TASK ITEM -> Below are records. Copy every line with "unwrap" in it.

EXERCISE INPUTS ->
+++

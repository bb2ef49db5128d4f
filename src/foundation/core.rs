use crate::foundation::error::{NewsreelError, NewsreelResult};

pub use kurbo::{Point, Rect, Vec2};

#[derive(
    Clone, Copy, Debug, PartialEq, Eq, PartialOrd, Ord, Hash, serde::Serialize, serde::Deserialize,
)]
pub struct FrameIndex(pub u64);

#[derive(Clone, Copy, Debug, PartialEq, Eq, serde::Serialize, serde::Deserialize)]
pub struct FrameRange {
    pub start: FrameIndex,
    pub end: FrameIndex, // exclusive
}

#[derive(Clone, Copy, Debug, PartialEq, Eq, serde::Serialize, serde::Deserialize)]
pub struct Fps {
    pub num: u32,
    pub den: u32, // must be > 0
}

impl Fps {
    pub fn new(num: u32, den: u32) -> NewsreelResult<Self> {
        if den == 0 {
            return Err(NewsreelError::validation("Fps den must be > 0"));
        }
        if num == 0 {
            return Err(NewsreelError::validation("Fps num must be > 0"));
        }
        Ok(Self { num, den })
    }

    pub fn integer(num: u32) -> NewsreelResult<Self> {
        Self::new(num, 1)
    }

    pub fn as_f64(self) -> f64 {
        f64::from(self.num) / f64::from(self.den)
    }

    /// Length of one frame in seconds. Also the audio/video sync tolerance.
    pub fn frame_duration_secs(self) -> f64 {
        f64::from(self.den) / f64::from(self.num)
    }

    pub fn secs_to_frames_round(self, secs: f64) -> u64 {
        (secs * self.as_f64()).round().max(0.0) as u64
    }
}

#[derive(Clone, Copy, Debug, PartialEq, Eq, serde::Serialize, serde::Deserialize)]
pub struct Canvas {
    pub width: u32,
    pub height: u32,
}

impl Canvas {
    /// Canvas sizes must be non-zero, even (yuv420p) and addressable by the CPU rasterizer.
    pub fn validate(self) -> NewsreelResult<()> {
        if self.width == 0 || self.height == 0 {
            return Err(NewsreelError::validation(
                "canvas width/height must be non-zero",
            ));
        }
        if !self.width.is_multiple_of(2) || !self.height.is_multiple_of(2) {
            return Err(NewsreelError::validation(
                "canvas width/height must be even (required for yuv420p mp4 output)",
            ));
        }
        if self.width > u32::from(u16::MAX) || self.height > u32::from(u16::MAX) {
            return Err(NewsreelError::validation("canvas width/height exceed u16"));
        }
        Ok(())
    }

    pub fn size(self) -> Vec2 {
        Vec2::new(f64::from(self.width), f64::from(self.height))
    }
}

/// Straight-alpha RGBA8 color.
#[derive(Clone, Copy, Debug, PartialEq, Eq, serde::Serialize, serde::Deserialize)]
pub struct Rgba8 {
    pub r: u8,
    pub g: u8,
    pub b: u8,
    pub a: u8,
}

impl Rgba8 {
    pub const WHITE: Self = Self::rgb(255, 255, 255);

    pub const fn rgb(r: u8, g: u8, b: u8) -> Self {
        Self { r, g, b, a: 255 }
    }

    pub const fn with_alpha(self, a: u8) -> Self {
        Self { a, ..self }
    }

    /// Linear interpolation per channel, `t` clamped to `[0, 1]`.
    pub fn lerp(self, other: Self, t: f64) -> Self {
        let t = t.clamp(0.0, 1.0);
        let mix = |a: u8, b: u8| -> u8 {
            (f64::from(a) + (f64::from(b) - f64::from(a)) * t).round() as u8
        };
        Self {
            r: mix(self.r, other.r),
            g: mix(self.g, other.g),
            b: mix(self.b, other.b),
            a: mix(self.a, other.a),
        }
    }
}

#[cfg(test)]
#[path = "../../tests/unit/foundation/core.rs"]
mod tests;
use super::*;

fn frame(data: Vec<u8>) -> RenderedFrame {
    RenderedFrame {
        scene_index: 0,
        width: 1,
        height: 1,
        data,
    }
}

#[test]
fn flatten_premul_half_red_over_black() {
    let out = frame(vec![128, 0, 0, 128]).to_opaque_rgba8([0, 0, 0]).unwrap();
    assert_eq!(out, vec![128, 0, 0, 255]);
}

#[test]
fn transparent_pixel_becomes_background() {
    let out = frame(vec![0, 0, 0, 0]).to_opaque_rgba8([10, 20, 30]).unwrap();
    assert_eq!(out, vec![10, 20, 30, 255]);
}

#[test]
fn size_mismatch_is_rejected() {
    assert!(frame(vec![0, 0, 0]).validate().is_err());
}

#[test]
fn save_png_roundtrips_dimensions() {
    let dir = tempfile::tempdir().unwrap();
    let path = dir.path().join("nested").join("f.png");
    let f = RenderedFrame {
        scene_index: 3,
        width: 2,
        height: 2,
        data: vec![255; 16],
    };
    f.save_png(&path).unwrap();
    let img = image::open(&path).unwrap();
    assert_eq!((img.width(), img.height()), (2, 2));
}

+++

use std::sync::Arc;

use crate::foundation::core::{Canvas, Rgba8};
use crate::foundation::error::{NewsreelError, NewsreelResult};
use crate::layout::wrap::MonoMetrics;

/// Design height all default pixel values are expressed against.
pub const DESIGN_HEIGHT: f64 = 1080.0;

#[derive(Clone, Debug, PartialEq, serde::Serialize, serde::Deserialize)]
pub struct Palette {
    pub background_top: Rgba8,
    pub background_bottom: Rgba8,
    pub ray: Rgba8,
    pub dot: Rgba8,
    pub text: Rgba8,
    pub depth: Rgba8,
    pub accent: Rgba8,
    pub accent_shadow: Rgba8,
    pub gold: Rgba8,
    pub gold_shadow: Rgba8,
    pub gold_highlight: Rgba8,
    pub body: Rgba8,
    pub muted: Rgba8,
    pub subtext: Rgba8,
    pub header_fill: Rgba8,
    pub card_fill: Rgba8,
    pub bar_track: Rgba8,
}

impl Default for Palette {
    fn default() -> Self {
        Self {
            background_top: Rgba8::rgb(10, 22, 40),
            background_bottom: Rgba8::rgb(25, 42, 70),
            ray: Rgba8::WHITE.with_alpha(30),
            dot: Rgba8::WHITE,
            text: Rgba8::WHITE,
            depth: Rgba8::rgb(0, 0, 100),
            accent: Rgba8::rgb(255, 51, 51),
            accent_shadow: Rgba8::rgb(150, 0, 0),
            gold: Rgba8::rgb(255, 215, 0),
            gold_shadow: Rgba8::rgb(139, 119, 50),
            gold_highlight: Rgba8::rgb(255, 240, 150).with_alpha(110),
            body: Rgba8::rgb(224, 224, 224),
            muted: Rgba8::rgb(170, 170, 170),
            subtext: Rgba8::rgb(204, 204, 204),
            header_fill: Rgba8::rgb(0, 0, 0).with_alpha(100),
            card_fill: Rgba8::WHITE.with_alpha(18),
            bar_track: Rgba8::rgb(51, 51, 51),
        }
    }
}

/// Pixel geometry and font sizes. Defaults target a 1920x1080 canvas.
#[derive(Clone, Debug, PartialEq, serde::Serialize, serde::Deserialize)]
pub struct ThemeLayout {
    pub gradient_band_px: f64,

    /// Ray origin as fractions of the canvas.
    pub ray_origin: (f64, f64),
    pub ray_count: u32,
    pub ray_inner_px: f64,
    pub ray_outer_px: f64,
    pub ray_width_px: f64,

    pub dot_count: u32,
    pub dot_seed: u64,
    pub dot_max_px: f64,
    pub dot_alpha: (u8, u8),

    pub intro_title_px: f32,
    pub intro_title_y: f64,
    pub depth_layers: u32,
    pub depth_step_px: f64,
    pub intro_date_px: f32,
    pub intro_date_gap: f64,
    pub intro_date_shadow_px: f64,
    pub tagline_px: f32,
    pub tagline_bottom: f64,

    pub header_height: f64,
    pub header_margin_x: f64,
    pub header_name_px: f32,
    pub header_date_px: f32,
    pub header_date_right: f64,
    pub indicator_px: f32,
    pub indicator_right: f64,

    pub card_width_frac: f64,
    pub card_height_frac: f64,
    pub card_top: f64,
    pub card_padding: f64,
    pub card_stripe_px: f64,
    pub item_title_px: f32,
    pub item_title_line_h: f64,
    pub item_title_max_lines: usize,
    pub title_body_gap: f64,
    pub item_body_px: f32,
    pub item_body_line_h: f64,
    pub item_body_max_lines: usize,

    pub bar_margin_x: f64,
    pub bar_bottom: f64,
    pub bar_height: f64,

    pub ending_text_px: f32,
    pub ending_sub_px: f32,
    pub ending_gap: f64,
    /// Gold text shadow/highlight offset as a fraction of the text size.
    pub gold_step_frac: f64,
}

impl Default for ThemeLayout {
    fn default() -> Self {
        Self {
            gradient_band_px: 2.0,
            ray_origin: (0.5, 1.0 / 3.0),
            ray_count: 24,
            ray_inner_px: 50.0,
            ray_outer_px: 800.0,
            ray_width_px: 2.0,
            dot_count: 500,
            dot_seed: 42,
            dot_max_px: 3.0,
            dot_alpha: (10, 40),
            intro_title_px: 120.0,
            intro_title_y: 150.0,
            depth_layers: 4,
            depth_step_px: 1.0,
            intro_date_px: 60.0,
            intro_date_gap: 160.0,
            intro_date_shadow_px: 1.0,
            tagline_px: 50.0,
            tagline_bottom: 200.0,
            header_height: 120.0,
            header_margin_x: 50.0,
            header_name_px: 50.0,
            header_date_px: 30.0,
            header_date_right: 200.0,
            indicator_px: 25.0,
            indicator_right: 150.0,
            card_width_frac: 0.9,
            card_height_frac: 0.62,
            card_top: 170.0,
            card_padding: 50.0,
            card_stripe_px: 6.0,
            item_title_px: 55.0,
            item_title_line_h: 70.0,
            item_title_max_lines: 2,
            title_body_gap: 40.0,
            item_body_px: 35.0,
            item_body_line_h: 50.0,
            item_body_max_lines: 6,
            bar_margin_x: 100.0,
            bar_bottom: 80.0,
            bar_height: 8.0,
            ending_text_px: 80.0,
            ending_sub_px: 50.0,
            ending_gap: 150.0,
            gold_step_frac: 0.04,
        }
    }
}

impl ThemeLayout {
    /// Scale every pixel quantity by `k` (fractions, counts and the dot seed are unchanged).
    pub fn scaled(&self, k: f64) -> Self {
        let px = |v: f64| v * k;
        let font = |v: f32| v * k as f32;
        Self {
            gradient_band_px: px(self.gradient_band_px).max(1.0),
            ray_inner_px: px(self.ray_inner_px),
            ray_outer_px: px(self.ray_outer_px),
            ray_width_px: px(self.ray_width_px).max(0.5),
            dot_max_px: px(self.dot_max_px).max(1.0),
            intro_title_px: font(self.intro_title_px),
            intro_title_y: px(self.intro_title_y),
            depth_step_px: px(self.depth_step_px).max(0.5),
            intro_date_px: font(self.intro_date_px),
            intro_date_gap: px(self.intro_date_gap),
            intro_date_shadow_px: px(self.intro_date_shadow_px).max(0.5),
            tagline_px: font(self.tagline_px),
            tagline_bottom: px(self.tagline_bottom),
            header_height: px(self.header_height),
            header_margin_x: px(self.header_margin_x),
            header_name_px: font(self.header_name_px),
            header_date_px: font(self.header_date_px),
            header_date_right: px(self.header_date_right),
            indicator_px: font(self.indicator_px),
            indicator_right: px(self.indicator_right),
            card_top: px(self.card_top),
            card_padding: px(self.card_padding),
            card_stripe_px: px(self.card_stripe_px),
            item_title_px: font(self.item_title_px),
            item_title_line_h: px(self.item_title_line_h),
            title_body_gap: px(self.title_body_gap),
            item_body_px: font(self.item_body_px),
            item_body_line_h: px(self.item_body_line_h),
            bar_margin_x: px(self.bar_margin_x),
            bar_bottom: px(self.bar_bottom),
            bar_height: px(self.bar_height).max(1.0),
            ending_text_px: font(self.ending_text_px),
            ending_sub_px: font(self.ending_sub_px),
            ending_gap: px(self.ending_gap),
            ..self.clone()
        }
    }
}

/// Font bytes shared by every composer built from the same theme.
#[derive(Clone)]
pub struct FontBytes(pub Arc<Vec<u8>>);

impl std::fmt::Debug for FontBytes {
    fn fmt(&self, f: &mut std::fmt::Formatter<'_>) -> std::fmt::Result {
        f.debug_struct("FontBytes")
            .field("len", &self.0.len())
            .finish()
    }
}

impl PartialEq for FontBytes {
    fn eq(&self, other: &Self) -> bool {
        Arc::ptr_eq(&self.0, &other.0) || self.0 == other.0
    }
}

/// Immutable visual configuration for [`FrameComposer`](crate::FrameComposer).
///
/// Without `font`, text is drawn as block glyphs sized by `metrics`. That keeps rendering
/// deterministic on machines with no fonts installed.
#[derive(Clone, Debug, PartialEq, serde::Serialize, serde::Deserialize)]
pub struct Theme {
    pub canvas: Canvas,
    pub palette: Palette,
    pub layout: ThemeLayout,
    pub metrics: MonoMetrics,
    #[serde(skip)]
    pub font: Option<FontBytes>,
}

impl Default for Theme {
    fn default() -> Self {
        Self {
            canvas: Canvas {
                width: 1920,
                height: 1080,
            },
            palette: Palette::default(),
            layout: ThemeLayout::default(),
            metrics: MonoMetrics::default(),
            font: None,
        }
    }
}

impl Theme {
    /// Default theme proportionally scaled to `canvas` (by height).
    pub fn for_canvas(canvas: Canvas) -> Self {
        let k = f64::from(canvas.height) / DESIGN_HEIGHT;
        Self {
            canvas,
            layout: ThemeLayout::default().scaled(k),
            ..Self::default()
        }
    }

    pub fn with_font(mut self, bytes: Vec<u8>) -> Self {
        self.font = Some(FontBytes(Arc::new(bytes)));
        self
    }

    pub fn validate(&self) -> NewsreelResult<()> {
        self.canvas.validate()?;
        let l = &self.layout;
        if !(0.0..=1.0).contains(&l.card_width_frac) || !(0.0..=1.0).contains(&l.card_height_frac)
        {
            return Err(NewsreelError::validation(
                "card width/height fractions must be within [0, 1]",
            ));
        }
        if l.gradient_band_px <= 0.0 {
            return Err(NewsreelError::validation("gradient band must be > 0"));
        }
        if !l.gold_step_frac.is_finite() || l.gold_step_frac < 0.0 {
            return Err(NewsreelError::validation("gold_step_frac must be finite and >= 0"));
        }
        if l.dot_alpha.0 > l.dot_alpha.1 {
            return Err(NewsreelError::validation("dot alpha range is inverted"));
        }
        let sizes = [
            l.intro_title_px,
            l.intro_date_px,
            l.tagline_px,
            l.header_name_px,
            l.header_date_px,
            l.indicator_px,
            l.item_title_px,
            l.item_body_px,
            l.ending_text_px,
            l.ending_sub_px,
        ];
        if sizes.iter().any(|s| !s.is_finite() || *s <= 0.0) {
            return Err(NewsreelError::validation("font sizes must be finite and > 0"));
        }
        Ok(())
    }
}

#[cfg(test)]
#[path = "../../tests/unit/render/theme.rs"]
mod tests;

+++

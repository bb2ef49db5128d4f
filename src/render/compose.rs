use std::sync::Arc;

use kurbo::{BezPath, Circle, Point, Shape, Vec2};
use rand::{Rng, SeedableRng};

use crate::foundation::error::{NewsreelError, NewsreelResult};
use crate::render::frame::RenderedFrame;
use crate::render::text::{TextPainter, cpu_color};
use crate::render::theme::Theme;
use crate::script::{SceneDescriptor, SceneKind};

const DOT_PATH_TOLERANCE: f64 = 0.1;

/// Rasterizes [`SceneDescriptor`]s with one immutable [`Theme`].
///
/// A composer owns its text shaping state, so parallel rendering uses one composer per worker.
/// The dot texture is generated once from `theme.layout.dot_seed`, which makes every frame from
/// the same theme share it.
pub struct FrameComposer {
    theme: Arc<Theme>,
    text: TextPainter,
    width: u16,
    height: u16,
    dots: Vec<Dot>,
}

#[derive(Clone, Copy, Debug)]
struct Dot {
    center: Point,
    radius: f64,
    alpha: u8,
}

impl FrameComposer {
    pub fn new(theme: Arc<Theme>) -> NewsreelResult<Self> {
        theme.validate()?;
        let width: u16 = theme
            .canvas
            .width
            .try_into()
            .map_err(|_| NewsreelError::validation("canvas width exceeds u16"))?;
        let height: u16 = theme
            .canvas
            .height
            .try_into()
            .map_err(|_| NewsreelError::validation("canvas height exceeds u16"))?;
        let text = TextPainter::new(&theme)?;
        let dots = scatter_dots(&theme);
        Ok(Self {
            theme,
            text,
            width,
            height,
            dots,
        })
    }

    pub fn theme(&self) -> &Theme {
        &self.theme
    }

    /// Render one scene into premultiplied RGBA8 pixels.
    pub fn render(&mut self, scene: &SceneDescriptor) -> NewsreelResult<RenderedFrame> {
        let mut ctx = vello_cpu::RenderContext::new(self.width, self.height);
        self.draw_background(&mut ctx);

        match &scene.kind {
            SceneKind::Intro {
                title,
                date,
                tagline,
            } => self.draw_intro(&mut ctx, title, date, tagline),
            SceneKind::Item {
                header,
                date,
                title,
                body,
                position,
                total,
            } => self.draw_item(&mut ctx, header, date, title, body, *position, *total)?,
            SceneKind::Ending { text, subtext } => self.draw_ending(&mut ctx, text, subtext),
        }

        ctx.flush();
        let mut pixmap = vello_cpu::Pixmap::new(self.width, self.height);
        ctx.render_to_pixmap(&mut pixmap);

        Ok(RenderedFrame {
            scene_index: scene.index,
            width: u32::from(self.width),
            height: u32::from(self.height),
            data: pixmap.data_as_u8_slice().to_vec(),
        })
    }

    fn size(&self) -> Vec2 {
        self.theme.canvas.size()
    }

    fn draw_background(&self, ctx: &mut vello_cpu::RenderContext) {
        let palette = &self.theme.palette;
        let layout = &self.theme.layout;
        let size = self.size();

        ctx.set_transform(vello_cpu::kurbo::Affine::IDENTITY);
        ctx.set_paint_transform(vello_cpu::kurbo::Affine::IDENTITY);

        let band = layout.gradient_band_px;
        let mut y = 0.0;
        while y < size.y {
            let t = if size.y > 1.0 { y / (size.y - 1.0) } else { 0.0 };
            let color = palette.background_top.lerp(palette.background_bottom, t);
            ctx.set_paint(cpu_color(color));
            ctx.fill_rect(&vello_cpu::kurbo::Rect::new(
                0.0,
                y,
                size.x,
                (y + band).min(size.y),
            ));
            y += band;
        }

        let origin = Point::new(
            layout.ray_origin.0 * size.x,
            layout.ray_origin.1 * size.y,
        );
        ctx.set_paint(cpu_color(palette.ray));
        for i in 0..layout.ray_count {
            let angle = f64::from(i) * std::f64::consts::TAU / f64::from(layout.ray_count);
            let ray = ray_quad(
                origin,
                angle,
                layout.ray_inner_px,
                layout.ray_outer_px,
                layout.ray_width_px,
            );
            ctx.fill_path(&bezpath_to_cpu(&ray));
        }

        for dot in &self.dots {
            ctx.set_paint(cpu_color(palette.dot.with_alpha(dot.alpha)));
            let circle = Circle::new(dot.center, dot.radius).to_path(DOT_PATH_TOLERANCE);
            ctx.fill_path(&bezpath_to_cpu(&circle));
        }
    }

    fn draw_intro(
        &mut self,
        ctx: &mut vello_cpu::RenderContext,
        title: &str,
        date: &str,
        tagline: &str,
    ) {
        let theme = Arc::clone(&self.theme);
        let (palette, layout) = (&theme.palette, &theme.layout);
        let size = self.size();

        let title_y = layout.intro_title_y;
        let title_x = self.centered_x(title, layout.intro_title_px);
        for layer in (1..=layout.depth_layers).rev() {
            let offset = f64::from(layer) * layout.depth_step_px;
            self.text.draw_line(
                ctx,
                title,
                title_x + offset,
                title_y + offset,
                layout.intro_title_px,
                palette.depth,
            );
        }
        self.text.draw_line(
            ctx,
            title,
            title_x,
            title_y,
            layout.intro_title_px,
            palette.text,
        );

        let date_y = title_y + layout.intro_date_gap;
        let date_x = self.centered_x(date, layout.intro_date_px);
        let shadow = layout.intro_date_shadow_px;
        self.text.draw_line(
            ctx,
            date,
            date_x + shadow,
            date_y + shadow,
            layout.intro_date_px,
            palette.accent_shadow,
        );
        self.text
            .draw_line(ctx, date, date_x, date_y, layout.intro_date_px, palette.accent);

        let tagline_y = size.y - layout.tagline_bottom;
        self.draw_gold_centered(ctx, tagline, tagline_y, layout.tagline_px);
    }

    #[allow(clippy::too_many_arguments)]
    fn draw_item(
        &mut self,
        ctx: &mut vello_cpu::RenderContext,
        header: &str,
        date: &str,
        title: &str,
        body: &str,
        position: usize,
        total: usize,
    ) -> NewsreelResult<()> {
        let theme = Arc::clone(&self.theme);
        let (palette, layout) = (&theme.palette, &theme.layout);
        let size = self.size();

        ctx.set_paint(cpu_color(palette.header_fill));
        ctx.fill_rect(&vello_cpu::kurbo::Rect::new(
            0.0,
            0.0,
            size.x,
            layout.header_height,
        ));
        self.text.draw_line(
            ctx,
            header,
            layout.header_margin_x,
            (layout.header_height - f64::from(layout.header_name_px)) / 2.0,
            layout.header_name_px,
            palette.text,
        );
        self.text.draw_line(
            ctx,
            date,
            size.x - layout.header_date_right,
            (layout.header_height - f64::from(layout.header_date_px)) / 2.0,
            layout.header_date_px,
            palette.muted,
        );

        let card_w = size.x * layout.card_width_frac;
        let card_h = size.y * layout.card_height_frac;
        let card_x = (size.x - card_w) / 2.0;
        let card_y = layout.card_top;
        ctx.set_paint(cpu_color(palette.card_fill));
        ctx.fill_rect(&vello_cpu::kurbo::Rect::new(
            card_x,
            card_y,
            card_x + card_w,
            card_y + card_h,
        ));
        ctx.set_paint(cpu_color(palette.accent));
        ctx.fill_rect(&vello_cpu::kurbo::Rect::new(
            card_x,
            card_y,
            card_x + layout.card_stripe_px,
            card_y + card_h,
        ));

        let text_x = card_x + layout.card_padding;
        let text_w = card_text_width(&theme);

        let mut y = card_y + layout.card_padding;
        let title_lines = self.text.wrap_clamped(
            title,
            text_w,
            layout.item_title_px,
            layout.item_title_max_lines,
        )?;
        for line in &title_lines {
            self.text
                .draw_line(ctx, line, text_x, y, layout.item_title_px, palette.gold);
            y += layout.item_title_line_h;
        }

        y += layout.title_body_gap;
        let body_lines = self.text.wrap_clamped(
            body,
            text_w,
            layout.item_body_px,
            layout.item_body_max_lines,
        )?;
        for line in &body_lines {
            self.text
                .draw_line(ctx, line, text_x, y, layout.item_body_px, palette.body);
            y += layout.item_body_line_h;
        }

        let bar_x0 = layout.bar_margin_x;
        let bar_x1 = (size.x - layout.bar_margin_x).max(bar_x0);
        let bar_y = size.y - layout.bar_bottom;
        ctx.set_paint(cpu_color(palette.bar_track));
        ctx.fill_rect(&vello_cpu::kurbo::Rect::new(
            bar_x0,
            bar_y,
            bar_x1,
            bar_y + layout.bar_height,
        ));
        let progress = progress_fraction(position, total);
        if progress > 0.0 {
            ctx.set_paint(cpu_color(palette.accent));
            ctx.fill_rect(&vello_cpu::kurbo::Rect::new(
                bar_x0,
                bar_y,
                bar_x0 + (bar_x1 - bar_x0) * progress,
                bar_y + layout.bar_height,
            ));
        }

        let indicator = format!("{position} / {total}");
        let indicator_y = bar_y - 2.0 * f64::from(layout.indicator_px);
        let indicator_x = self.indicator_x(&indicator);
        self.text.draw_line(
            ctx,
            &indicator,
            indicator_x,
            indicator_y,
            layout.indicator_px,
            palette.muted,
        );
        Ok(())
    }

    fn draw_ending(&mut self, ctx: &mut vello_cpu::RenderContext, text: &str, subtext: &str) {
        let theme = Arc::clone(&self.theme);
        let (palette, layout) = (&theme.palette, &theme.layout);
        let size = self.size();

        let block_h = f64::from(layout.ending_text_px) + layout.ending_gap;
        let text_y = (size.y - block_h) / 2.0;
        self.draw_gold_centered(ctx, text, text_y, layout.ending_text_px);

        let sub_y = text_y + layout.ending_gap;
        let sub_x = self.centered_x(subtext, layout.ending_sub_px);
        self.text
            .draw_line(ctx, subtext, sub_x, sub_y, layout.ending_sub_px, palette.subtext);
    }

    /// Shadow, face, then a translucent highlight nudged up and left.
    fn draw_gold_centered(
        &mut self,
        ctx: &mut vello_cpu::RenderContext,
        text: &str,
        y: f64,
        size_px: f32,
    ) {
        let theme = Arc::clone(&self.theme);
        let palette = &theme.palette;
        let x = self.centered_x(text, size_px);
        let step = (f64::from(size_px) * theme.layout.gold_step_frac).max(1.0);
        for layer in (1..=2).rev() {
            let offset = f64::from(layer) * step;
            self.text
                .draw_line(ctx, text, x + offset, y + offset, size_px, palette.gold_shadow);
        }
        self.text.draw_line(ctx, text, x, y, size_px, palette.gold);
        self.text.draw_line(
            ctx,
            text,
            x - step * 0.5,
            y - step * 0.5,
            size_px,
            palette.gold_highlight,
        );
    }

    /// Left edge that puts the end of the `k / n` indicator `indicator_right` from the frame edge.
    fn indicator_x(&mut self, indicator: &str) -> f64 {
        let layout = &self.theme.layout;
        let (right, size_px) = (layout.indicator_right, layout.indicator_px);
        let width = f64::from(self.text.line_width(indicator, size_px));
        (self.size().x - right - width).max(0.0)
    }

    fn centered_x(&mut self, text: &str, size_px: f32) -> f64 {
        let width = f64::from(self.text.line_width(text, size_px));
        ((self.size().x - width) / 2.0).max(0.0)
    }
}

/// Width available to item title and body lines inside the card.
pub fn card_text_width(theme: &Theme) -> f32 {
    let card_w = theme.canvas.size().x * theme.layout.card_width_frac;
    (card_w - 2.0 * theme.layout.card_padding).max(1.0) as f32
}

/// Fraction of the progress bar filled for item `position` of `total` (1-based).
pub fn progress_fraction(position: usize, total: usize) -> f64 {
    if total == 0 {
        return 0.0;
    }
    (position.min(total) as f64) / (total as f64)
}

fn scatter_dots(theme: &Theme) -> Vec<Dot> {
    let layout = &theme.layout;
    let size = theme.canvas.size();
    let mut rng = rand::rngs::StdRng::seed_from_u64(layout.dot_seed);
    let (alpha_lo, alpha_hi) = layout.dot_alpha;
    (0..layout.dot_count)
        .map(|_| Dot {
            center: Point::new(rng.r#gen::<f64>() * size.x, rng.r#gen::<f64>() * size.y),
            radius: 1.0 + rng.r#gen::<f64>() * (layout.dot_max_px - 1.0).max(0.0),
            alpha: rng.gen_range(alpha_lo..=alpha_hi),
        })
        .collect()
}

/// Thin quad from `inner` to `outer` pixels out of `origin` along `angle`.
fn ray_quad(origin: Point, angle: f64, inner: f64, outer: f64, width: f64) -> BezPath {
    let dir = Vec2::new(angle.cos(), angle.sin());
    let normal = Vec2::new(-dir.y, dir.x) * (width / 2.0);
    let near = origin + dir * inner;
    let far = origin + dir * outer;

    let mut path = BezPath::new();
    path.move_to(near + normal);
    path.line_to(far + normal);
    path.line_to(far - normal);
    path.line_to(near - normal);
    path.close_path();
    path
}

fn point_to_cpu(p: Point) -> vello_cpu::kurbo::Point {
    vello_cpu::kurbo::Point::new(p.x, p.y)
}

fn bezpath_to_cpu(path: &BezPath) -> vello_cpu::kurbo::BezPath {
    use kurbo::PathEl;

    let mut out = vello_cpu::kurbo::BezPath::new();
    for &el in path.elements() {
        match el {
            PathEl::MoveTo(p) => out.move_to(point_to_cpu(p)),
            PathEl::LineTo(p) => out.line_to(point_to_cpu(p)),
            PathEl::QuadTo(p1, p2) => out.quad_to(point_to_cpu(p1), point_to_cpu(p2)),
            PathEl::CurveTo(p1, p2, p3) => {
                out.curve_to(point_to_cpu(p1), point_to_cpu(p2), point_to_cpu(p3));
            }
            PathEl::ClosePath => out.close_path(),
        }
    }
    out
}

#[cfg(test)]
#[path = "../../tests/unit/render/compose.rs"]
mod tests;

+++

TASK ANSWER ->
    let out = frame(vec![128, 0, 0, 128]).to_opaque_rgba8([0, 0, 0]).unwrap();
    let out = frame(vec![0, 0, 0, 0]).to_opaque_rgba8([10, 20, 30]).unwrap();
    let dir = tempfile::tempdir().unwrap();
    f.save_png(&path).unwrap();
    let img = image::open(&path).unwrap();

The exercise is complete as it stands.